Depois existem os hipócritas, aqueles que ficam imensamente comovidos com a desgraça da geração parva, ou pelo menos dizem que ficam. Chamo-os de hipócritas, porque muitos deles têm posições de poder, pertencem à tal elite abusadora e têm a trabalhar para si jovens com recibos verdes, contratos precários e com salários baixos. Efectivamente podiam fazer alguma coisa por esta geração e não fazem, limitam-se a reconhecer a injustiça, mas não podem fazer nada, porque isso implicaria perderem regalias de novos-ricos das quais não estão dispostos a abdicar.

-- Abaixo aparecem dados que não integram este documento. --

mod loader;
mod types;
mod validate;

pub use loader::{load_config, load_config_from_str};
pub use types::*;
pub use validate::validate_config;

use thiserror::Error;

#[derive(Debug, Error)]
pub enum ConfigError {
    #[error("Configuration file not found: {0}")]
    FileNotFound(String),

    #[error("Failed to parse configuration: {0}")]
    ParseError(String),

    #[error("Configuration validation failed: {0}")]
    ValidationError(String),
}
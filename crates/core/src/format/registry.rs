use std::collections::HashMap;
use std::path::Path;
use std::sync::Arc;

use super::error::FormatError;
use super::plain_text::PlainTextFormat;
use super::traits::DocumentFormat;

/// Maps file extensions to document formats.
#[derive(Clone)]
pub struct FormatRegistry {
    formats: HashMap<String, Arc<dyn DocumentFormat>>,
}

impl Default for FormatRegistry {
    fn default() -> Self {
        let mut registry = Self::empty();
        registry.register("txt", Arc::new(PlainTextFormat::new()));
        registry
    }
}

impl FormatRegistry {
    /// Registry with the built-in formats.
    pub fn new() -> Self {
        Self::default()
    }

    /// Registry without any format.
    pub fn empty() -> Self {
        Self {
            formats: HashMap::new(),
        }
    }

    /// Register `format` for `extension` (case-insensitive, leading dot optional).
    pub fn register(&mut self, extension: &str, format: Arc<dyn DocumentFormat>) {
        self.formats.insert(normalize(extension), format);
    }

    pub fn resolve(&self, extension: &str) -> Result<Arc<dyn DocumentFormat>, FormatError> {
        self.formats
            .get(&normalize(extension))
            .cloned()
            .ok_or_else(|| FormatError::UnknownFileType(extension.to_string()))
    }

    /// Resolve the format for a file by its extension.
    pub fn resolve_path(&self, path: &Path) -> Result<Arc<dyn DocumentFormat>, FormatError> {
        let extension = path
            .extension()
            .and_then(|e| e.to_str())
            .ok_or_else(|| FormatError::UnknownFileType(path.display().to_string()))?;
        self.resolve(extension)
    }

    pub fn extensions(&self) -> Vec<String> {
        let mut extensions: Vec<String> = self.formats.keys().cloned().collect();
        extensions.sort();
        extensions
    }
}

fn normalize(extension: &str) -> String {
    extension.trim_start_matches('.').to_ascii_lowercase()
}
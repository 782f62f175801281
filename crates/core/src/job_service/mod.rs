//! Client for the file translation service.
//!
//! The service owns task metadata (languages, domain, status, progress) and
//! the task's files. The worker reads the metadata, downloads the source
//! file, reports status and progress, and uploads the translated file.

mod error;
mod http;
mod traits;
mod types;

pub use error::JobServiceError;
pub use http::HttpJobService;
pub use traits::JobService;
pub use types::{
    DownloadedFile, FileCategory, MetadataPayload, MetadataUpdate, TaskFile, TaskMetadata,
    TaskStatus, TaskSubstatus,
};
//! Pipeline controller: extraction, dispatch and reassembly of one job.

use std::sync::Arc;
use std::time::Instant;

use tokio::sync::RwLock;
use tracing::{debug, error, info, warn};

use crate::dispatcher::{DispatchError, Dispatcher, StopHandle};
use crate::format::DocumentFormat;
use crate::metrics;
use crate::progress::{ProgressConfig, ProgressReporter, ProgressUpdate};
use crate::segmenter::segment;

use super::error::PipelineError;
use super::events::JobEvent;
use super::handle::JobEventHandle;
use super::types::{JobOutcome, JobState, TranslatedDocument, TranslationJob};

/// Runs one translation job through its states.
///
/// `Created -> Extracting -> Translating -> Completed | Failed | Halted`.
/// A controller is single use; create one per job.
pub struct PipelineController {
    dispatcher: Dispatcher,
    progress: ProgressConfig,
    events: Option<JobEventHandle>,
    stop: StopHandle,
    state: Arc<RwLock<JobState>>,
}

impl PipelineController {
    pub fn new(dispatcher: Dispatcher, progress: ProgressConfig) -> Self {
        Self {
            dispatcher,
            progress,
            events: None,
            stop: StopHandle::new(),
            state: Arc::new(RwLock::new(JobState::Created)),
        }
    }

    /// Sets the handle lifecycle events are sent to.
    pub fn with_events(mut self, events: JobEventHandle) -> Self {
        self.events = Some(events);
        self
    }

    /// Use an existing stop handle, e.g. one registered before the job started.
    pub fn with_stop_handle(mut self, stop: StopHandle) -> Self {
        self.stop = stop;
        self
    }

    /// Handle that halts this job from any task.
    pub fn stop_handle(&self) -> StopHandle {
        self.stop.clone()
    }

    pub fn stop(&self) {
        self.stop.stop();
    }

    pub async fn state(&self) -> JobState {
        *self.state.read().await
    }

    /// Translate `document` with `format`.
    ///
    /// Returns the reassembled document, or [`JobOutcome::Halted`] when the
    /// job was stopped. Failures are returned as errors after the `Failed`
    /// event was emitted.
    pub async fn run(
        &self,
        job: &TranslationJob,
        format: &dyn DocumentFormat,
        document: &[u8],
    ) -> Result<JobOutcome, PipelineError> {
        {
            let mut state = self.state.write().await;
            if *state != JobState::Created {
                return Err(PipelineError::AlreadyStarted);
            }
            *state = JobState::Extracting;
        }

        let started = Instant::now();
        let result = self.execute(job, format, document).await;
        let elapsed = started.elapsed().as_secs_f64();

        match result {
            Ok(JobOutcome::Completed(translated)) => {
                self.set_state(JobState::Completed).await;
                info!(
                    job_id = %job.id,
                    segments = translated.translated_segments,
                    elapsed_secs = elapsed,
                    "Translation job completed"
                );
                self.emit(
                    job,
                    JobEvent::Completed {
                        translated_segments: translated.translated_segments,
                    },
                )
                .await;
                record_outcome("completed", elapsed);
                Ok(JobOutcome::Completed(translated))
            }
            Ok(JobOutcome::Halted) | Err(PipelineError::Dispatch(DispatchError::Cancelled)) => {
                self.set_state(JobState::Halted).await;
                info!(job_id = %job.id, "Translation job halted");
                self.emit(job, JobEvent::Halted).await;
                record_outcome("halted", elapsed);
                Ok(JobOutcome::Halted)
            }
            Err(e) => {
                self.set_state(JobState::Failed).await;
                error!(job_id = %job.id, kind = e.kind(), error = %e, "Translation job failed");
                self.emit(
                    job,
                    JobEvent::Failed {
                        kind: e.kind().to_string(),
                    },
                )
                .await;
                record_outcome("failed", elapsed);
                Err(e)
            }
        }
    }

    async fn execute(
        &self,
        job: &TranslationJob,
        format: &dyn DocumentFormat,
        document: &[u8],
    ) -> Result<JobOutcome, PipelineError> {
        if self.stop.is_stopped() {
            return Ok(JobOutcome::Halted);
        }

        self.emit(job, JobEvent::ExtractionStarted).await;
        debug!(job_id = %job.id, format = format.name(), "Extracting segments");
        let extraction = format.extract(document)?;
        for path in extraction.temp_artifacts {
            self.emit(job, JobEvent::TempArtifactCreated { path }).await;
        }

        let segments = extraction.segments;
        let max_batch_characters = self.dispatcher.config().max_batch_characters;
        let batches = segment(&segments, max_batch_characters)?;
        let oversized = batches
            .iter()
            .filter(|b| b.is_oversized_singleton(max_batch_characters))
            .count();
        if oversized > 0 {
            warn!(
                job_id = %job.id,
                oversized,
                max_batch_characters,
                "Segments over the batch limit are sent on their own"
            );
        }

        self.set_state(JobState::Translating).await;
        info!(
            job_id = %job.id,
            segments = segments.len(),
            batches = batches.len(),
            source = %job.languages.source,
            target = %job.languages.target,
            "Translating document"
        );
        self.emit(job, JobEvent::Started).await;
        self.emit(
            job,
            JobEvent::Progress {
                domain: job.domain.clone(),
                segment_count: Some(segments.len()),
                segments_translated: Some(0),
            },
        )
        .await;

        let mut run = self.dispatcher.run(
            &segments,
            batches,
            job.languages.clone(),
            job.domain.clone(),
            self.stop.clone(),
        );
        let mut reporter = ProgressReporter::new(&self.progress, segments.len());
        let mut translations = vec![String::new(); segments.len()];

        while let Some(result) = run.next().await {
            let output = result?;
            let count = output.segment_indices.len();
            for (index, translation) in output.segment_indices.into_iter().zip(output.translations) {
                translations[index] = translation;
            }
            metrics::SEGMENTS_TRANSLATED.inc_by(count as u64);

            if let Some(update) = reporter.record(count) {
                self.emit_progress(job, run.domain(), update).await;
            }
        }

        let domain = run.domain().map(String::from);
        if let Some(update) = reporter.finish() {
            self.emit_progress(job, domain.as_deref(), update).await;
        }

        self.emit(job, JobEvent::PostprocessStarted).await;
        let lines: Vec<String> = segments
            .iter()
            .zip(translations)
            .map(|(segment, translation)| translation + segment.terminator.as_str())
            .collect();
        let document = format.reassemble(document, &lines)?;

        Ok(JobOutcome::Completed(TranslatedDocument {
            document,
            domain,
            segment_count: segments.len(),
            translated_segments: reporter.segments_translated(),
        }))
    }

    async fn emit_progress(&self, job: &TranslationJob, domain: Option<&str>, update: ProgressUpdate) {
        debug!(
            job_id = %job.id,
            translated = update.segments_translated,
            total = update.segment_count,
            "Progress"
        );
        self.emit(
            job,
            JobEvent::Progress {
                domain: domain.map(String::from),
                segment_count: Some(update.segment_count),
                segments_translated: Some(update.segments_translated),
            },
        )
        .await;
    }

    async fn emit(&self, job: &TranslationJob, event: JobEvent) {
        if let Some(ref events) = self.events {
            events.emit(&job.id, event).await;
        }
    }

    async fn set_state(&self, state: JobState) {
        *self.state.write().await = state;
    }
}

fn record_outcome(outcome: &str, elapsed: f64) {
    metrics::JOBS_TOTAL.with_label_values(&[outcome]).inc();
    metrics::JOB_DURATION
        .with_label_values(&[outcome])
        .observe(elapsed);
}
pub mod handlers;
pub mod middleware;
pub mod routes;
pub mod tasks;

pub use routes::create_router;
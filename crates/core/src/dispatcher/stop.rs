//! Cooperative cancellation handle.

use tokio_util::sync::{CancellationToken, WaitForCancellationFuture};

/// Cloneable handle used to halt a translation job.
///
/// `stop()` is idempotent and may be called from any task. It takes effect
/// asynchronously: workers check it before starting a batch and before each
/// retry, and the result stream stops yielding once it observes the flag.
#[derive(Debug, Clone, Default)]
pub struct StopHandle {
    token: CancellationToken,
}

impl StopHandle {
    pub fn new() -> Self {
        Self::default()
    }

    /// Request a halt.
    pub fn stop(&self) {
        if !self.token.is_cancelled() {
            tracing::debug!("Stop requested");
        }
        self.token.cancel();
    }

    pub fn is_stopped(&self) -> bool {
        self.token.is_cancelled()
    }

    /// Resolves once `stop()` has been called.
    pub fn stopped(&self) -> WaitForCancellationFuture<'_> {
        self.token.cancelled()
    }

    /// Token cancelled by `stop()` that can additionally be cancelled on its own.
    pub(crate) fn child_token(&self) -> CancellationToken {
        self.token.child_token()
    }
}
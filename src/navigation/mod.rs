//! Navigation subsystem.
//!
//! # Data Flow
//! ```text
//! Registration:
//!     register_instance(instance)
//!     → append to registry
//!     → instance.route_to(current path)
//!
//! Fragment change:
//!     source.rs (FragmentChannel::set_fragment → broadcast "#/new")
//!     → registry.rs run loop
//!     → navigate_all: A.route_to → await → B.route_to → await → ...
//! ```
//!
//! # Design Decisions
//! - The registry is an explicit object; nothing is installed at load time
//! - Fan-out is sequential in registration order
//! - An empty fragment at startup is rewritten to `#/`

pub mod registry;
pub mod source;

pub use registry::Registry;
pub use source::{FragmentChannel, NavigationSource};
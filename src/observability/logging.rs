//! Structured logging.
//!
//! # Responsibilities
//! - Initialize the global `tracing` subscriber
//! - Pick pretty or JSON output
//!
//! # Design Decisions
//! - `RUST_LOG` overrides the configured level
//! - Logs go to stderr so stdout stays free for rendered views

use tracing_subscriber::{fmt, layer::SubscriberExt, util::SubscriberInitExt, EnvFilter};

use crate::config::{LogFormat, ObservabilityConfig};

/// Build the level filter: environment first, then config.
pub fn env_filter(config: &ObservabilityConfig) -> EnvFilter {
    EnvFilter::try_from_default_env().unwrap_or_else(|_| EnvFilter::new(&config.log_level))
}

/// Install the global subscriber.
///
/// Returns an error if a subscriber is already installed.
pub fn init_logging(
    config: &ObservabilityConfig,
) -> Result<(), tracing_subscriber::util::TryInitError> {
    let registry = tracing_subscriber::registry().with(env_filter(config));

    match config.log_format {
        LogFormat::Json => registry
            .with(fmt::layer().json().with_writer(std::io::stderr))
            .try_init(),
        LogFormat::Pretty => registry
            .with(fmt::layer().with_writer(std::io::stderr))
            .try_init(),
    }
}
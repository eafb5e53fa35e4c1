//! Dispatch subsystem: one router instance per UI region.
//!
//! # Data Flow
//! ```text
//! route_to(path)
//!     → instance.rs (take generation token, resolve against own trie)
//!     → Handler::invoke (await the render function)
//!     → stale? drop the node : container.rs (remove all children, append node)
//! ```
//!
//! # Design Decisions
//! - The instance owns its trie; the container is only swapped, never diffed
//! - Overlapping route_to calls: the newest one wins, older results are dropped
//! - Render failures propagate raw; no retry, no fallback view

pub mod container;
pub mod instance;
pub mod template;

pub use container::{Container, MemoryContainer};
pub use instance::{Routable, RouteOutcome, RouterInstance};
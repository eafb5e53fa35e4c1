//! Fragment router library.
//!
//! Maps location fragments (`#/docs/intro`) to handlers through a segment
//! trie with index and subtree-scoped not-found slots, and keeps several
//! router instances in step with one navigation source.
//!
//! ```
//! use fragment_router::dispatch::{MemoryContainer, RouterInstance};
//! use fragment_router::routing::{BoxError, Handler};
//!
//! # tokio_test_block(async {
//! let router = RouterInstance::new("main", MemoryContainer::new());
//! router
//!     .register_path([
//!         ("/", Handler::with_metadata(
//!             |path: String, meta: Vec<String>| async move {
//!                 Ok::<_, BoxError>(format!("{} at {}", meta.join(","), path))
//!             },
//!             ["Home"],
//!         )),
//!         ("$404$", Handler::simple(|path: String| async move {
//!             Ok::<_, BoxError>(format!("missing {}", path))
//!         })),
//!     ])
//!     .unwrap_or_else(|e| panic!("{}", e));
//!
//! router.route_to("/").await.unwrap();
//! router.with_container(|c| assert_eq!(c.children(), ["Home at /".to_string()]));
//! # });
//! # fn tokio_test_block<F: std::future::Future>(f: F) {
//! #     tokio::runtime::Builder::new_current_thread().build().unwrap().block_on(f);
//! # }
//! ```

// Core
pub mod routing;
pub mod dispatch;
pub mod navigation;

// Cross-cutting concerns
pub mod config;
pub mod lifecycle;
pub mod observability;

pub use config::RouterConfig;
pub use dispatch::{Container, MemoryContainer, Routable, RouteOutcome, RouterInstance};
pub use lifecycle::Shutdown;
pub use navigation::{FragmentChannel, NavigationSource, Registry};
pub use routing::{Handler, RouteError, RouteTrie};
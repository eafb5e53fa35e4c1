//! Configuration schema definitions.
//!
//! All types derive Serde traits for deserialization from TOML.
//!
//! ```toml
//! [observability]
//! log_level = "debug"
//!
//! [navigation]
//! initial_fragment = "#/docs/intro"
//!
//! [[routers]]
//! name = "main"
//!
//! [[routers.routes]]
//! path = "/"
//! view = "Welcome to {metadata}"
//! metadata = ["Home"]
//!
//! [[routers.routes]]
//! path = "/docs/$404$"
//! view = "No such page: {path}"
//! ```

use serde::{Deserialize, Serialize};

/// Root configuration.
#[derive(Debug, Clone, Deserialize, Serialize, Default)]
#[serde(default)]
pub struct RouterConfig {
    /// Logging settings.
    pub observability: ObservabilityConfig,

    /// Navigation source settings.
    pub navigation: NavigationConfig,

    /// Router instances, in registration order.
    pub routers: Vec<InstanceConfig>,
}

/// Observability configuration.
#[derive(Debug, Clone, Deserialize, Serialize)]
#[serde(default)]
pub struct ObservabilityConfig {
    /// Log level or filter directive (e.g. "info", "fragment_router=debug").
    pub log_level: String,

    /// Output format for log lines.
    pub log_format: LogFormat,
}

impl Default for ObservabilityConfig {
    fn default() -> Self {
        Self {
            log_level: "info".to_string(),
            log_format: LogFormat::Pretty,
        }
    }
}

/// Log output format.
#[derive(Debug, Clone, Copy, Deserialize, Serialize, Default, PartialEq, Eq)]
#[serde(rename_all = "lowercase")]
pub enum LogFormat {
    #[default]
    Pretty,
    Json,
}

/// Navigation configuration.
#[derive(Debug, Clone, Deserialize, Serialize, Default)]
#[serde(default)]
pub struct NavigationConfig {
    /// Fragment present when the session starts. Empty becomes `#/`.
    pub initial_fragment: String,
}

/// One router instance and its route table.
#[derive(Debug, Clone, Deserialize, Serialize)]
pub struct InstanceConfig {
    /// Instance identifier for logging/metrics.
    pub name: String,

    /// Routes, registered in file order.
    #[serde(default)]
    pub routes: Vec<RouteConfig>,
}

/// A single route.
#[derive(Debug, Clone, Deserialize, Serialize)]
pub struct RouteConfig {
    /// Path to register, e.g. "/docs/intro", "/" or "/docs/$404$".
    pub path: String,

    /// View template; `{path}` and `{metadata}` are substituted.
    pub view: String,

    /// Metadata passed to the render function.
    #[serde(default)]
    pub metadata: Vec<String>,
}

Depois existem os que encolhem os ombros. São os que acham tudo isto normal e inevitável, os que acham que é assim e não há nada a fazer, os que nem querem discutir o assunto, muito menos informar-se das alternativas e os que fulminam aqueles que se queixam e se revoltam contra a situação. Não querem chatices, nem preocupações. Os pais deram-lhes tudo e vão continuar a dar. Independência económica, dignidade ou realização são conceitos estranhos que ficam para os “lixados” procurarem. O que nos leva aos lixados. Por ultimo, os lixados são aqueles que não têm pais ricos que os sustentem, não têm cunhas, cartões de militante e para mal dos seus pecados, percebem o que está errado e até querem mudar o que está errado, mas sozinhos não podem... Então quem muda isto? Se os hipocritas não querem, resta saber quando é aqueles que encolhem os ombros ficam lixados...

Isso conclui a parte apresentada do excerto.